We had all expected that the conservatives will use this economic downturn to restructure the state and local economies to suit the interests of the powerful: the attack on the Unions, spearheaded by the Wisconsin Republicans, is the beginning salvo of this onslaught on the last remaining defenses workers have against corporations.

The Republican argument is that the Union-bargained wages are unaffordable and tax the public treasury too much. Hence, the best strategy, in the bizarre world of voodoo economics, is to deny the the workers the right to come together to fight for a contract. in other words, they want us to take on our employers alone if we want better wages. And as another one of their mantras is laissezfaire economics, we as individuals cannot even look to the government if we somehow feel exploited, as the government, they assert, should have nothing to do with business.

This attempt to change the Union laws, let us be clear, is not about balancing budgets or affirming fiscal responsibility: this is an attack on labor rights, and an offering to the corporations who, let us not forget, have been lobbying hard to weaken the Unions. Surprisingly, the Republicans in Wisconsin and some other states have singled out teachers unions as the main culprits. So, while our no-unionized administrators have guaranteed big salaries, the teachers, somehow, need to be made more vulnerable, and the best way of doing so is to  deny them the right to draw on the collective strength of their laboring brothers and sisters.
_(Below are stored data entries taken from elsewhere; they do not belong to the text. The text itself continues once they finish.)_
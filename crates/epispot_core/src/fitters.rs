//! Fitting model parameters to observed data.
//!
//! The fitters treat the model as a black box: callers supply a closure that
//! maps a parameter vector to a [`Trajectory`], usually by building a model
//! and integrating it.

use crate::error::{EpiError, Result};
use crate::models::Trajectory;
use anyhow::{bail, Context};
use csv::{ReaderBuilder, Trim};
use serde::{Deserialize, Serialize};
use std::io::Read;
use std::path::Path;
use tracing::{debug, info};

/// Observed compartment populations.
///
/// The CSV header lists the compartment indices being observed; every other
/// row holds the observed values for those compartments at one time index.
#[derive(Debug, Clone, PartialEq, Serialize, Deserialize)]
pub struct ObservedData {
    pub columns: Vec<usize>,
    pub rows: Vec<Vec<f64>>,
}

impl ObservedData {
    pub fn from_reader<R: Read>(reader: R) -> Result<Self> {
        let mut csv = ReaderBuilder::new()
            .has_headers(true)
            .trim(Trim::All)
            .from_reader(reader);

        let columns = csv
            .headers()?
            .iter()
            .map(|h| {
                h.parse::<usize>()
                    .map_err(|_| EpiError::Data(format!("header `{h}` is not a compartment index")))
            })
            .collect::<Result<Vec<_>>>()?;

        let mut rows = Vec::new();
        for (line, record) in csv.records().enumerate() {
            let record = record?;
            if record.len() != columns.len() {
                return Err(EpiError::Data(format!(
                    "row {} has {} values for {} columns",
                    line + 1,
                    record.len(),
                    columns.len()
                )));
            }
            let row = record
                .iter()
                .map(|v| {
                    v.parse::<f64>()
                        .map_err(|_| EpiError::Data(format!("`{v}` is not a number")))
                })
                .collect::<Result<Vec<_>>>()?;
            rows.push(row);
        }
        Ok(Self { columns, rows })
    }

    pub fn from_path(path: impl AsRef<Path>) -> Result<Self> {
        let file = std::fs::File::open(path)?;
        Self::from_reader(file)
    }
}

#[derive(Debug, Clone, PartialEq, Serialize, Deserialize)]
#[serde(default)]
pub struct FitSettings {
    /// Step size `mu`; tune it so the loss falls every epoch.
    pub learning_rate: f64,
    pub epochs: usize,
    /// Finite-difference step; raise it if the gradients come out zero.
    pub delta: f64,
    /// Time indices compared against the data; empty means every row.
    pub samples: Vec<usize>,
    /// Total population used to normalise the cost.
    pub population: f64,
}

impl Default for FitSettings {
    fn default() -> Self {
        Self {
            learning_rate: 0.01,
            epochs: 100,
            delta: 1e-4,
            samples: Vec::new(),
            population: 1.0,
        }
    }
}

#[derive(Debug, Clone, PartialEq, Serialize, Deserialize)]
pub struct FitReport {
    pub params: Vec<f64>,
    /// Loss at the start of every epoch.
    pub losses: Vec<f64>,
}

/// Quadratic cost between a prediction and the observed data, normalised by
/// the population.
pub fn quadratic_cost(
    prediction: &Trajectory,
    data: &ObservedData,
    samples: &[usize],
    population: f64,
) -> anyhow::Result<f64> {
    let mut cost = 0.0;
    for &sample in samples {
        let predicted = prediction
            .states
            .get(sample)
            .with_context(|| format!("prediction has no time index {sample}"))?;
        let observed = data
            .rows
            .get(sample)
            .with_context(|| format!("observed data has no row {sample}"))?;
        for (&column, &real) in data.columns.iter().zip(observed) {
            let pred = predicted
                .get(column)
                .with_context(|| format!("prediction has no compartment {column}"))?;
            let err = (pred - real) / population;
            cost += err * err;
        }
    }
    Ok(cost)
}

/// Plain (non-stochastic) gradient descent with forward-difference gradients.
///
/// Each epoch evaluates `predict` once per parameter plus once for the base
/// loss, so long time spans can be slow to converge.
pub fn gradient_descent<F>(
    mut predict: F,
    data: &ObservedData,
    initial_params: &[f64],
    settings: &FitSettings,
) -> anyhow::Result<FitReport>
where
    F: FnMut(&[f64]) -> anyhow::Result<Trajectory>,
{
    if !(settings.delta > 0.0) {
        bail!("Finite-difference step delta must be positive.");
    }
    if !(settings.population > 0.0) {
        bail!("Population must be positive.");
    }
    if data.rows.is_empty() {
        bail!("Observed data has no rows.");
    }
    let samples: Vec<usize> = if settings.samples.is_empty() {
        (0..data.rows.len()).collect()
    } else {
        settings.samples.clone()
    };

    let mut params = initial_params.to_vec();
    let mut losses = Vec::with_capacity(settings.epochs);
    let mut probe = params.clone();
    let mut gradients = vec![0.0; params.len()];

    for epoch in 0..settings.epochs {
        let base = predict(&params).context("Model prediction failed")?;
        let base_cost = quadratic_cost(&base, data, &samples, settings.population)?;
        info!(epoch, loss = base_cost, "gradient descent");

        probe.copy_from_slice(&params);
        for (i, grad) in gradients.iter_mut().enumerate() {
            probe[i] += settings.delta;
            let pred = predict(&probe)
                .with_context(|| format!("Model prediction failed for parameter {i}"))?;
            *grad = (quadratic_cost(&pred, data, &samples, settings.population)? - base_cost)
                / settings.delta;
            probe[i] = params[i];
        }
        debug!(epoch, ?gradients, "gradients");

        for (p, g) in params.iter_mut().zip(&gradients) {
            *p -= settings.learning_rate * g;
        }
        losses.push(base_cost);
    }

    Ok(FitReport { params, losses })
}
Yes, the unions can sometimes be an impediment to fast-paced demands of the global economy, but that does not necessarily mean that they need to be defanged and destroyed, especially if the general trend in legislation is already antigovernment and pro-corporation.

We should not only object to this attack on our right to fight together for our rights, but also point out that the Republicans, by attacking the rights of the working Americans, are clearly fighting for the corporations that fund their campaigns and their think tanks.

So, it is not just about the unionized workers in Wisconsin, Ohio, or New Jersey, but the right of people to fight exploitation and job insecurity, both of which, it is certain, are likely to increase if the right to collective bargaining is rescinded.

We can sum up the Republican argument about economy in simple words: the global economy needs cheap labor; unions make labor expensive; let us eliminate the unions so that we can have the cheap labor needed for the economy.

I have two simple questions: if this often lauded economic system goes into a tailspin if we can’t find cheap labor, then what good is it? And, pray do tell us, what good is an economy if it cannot succeed without exploiting labor?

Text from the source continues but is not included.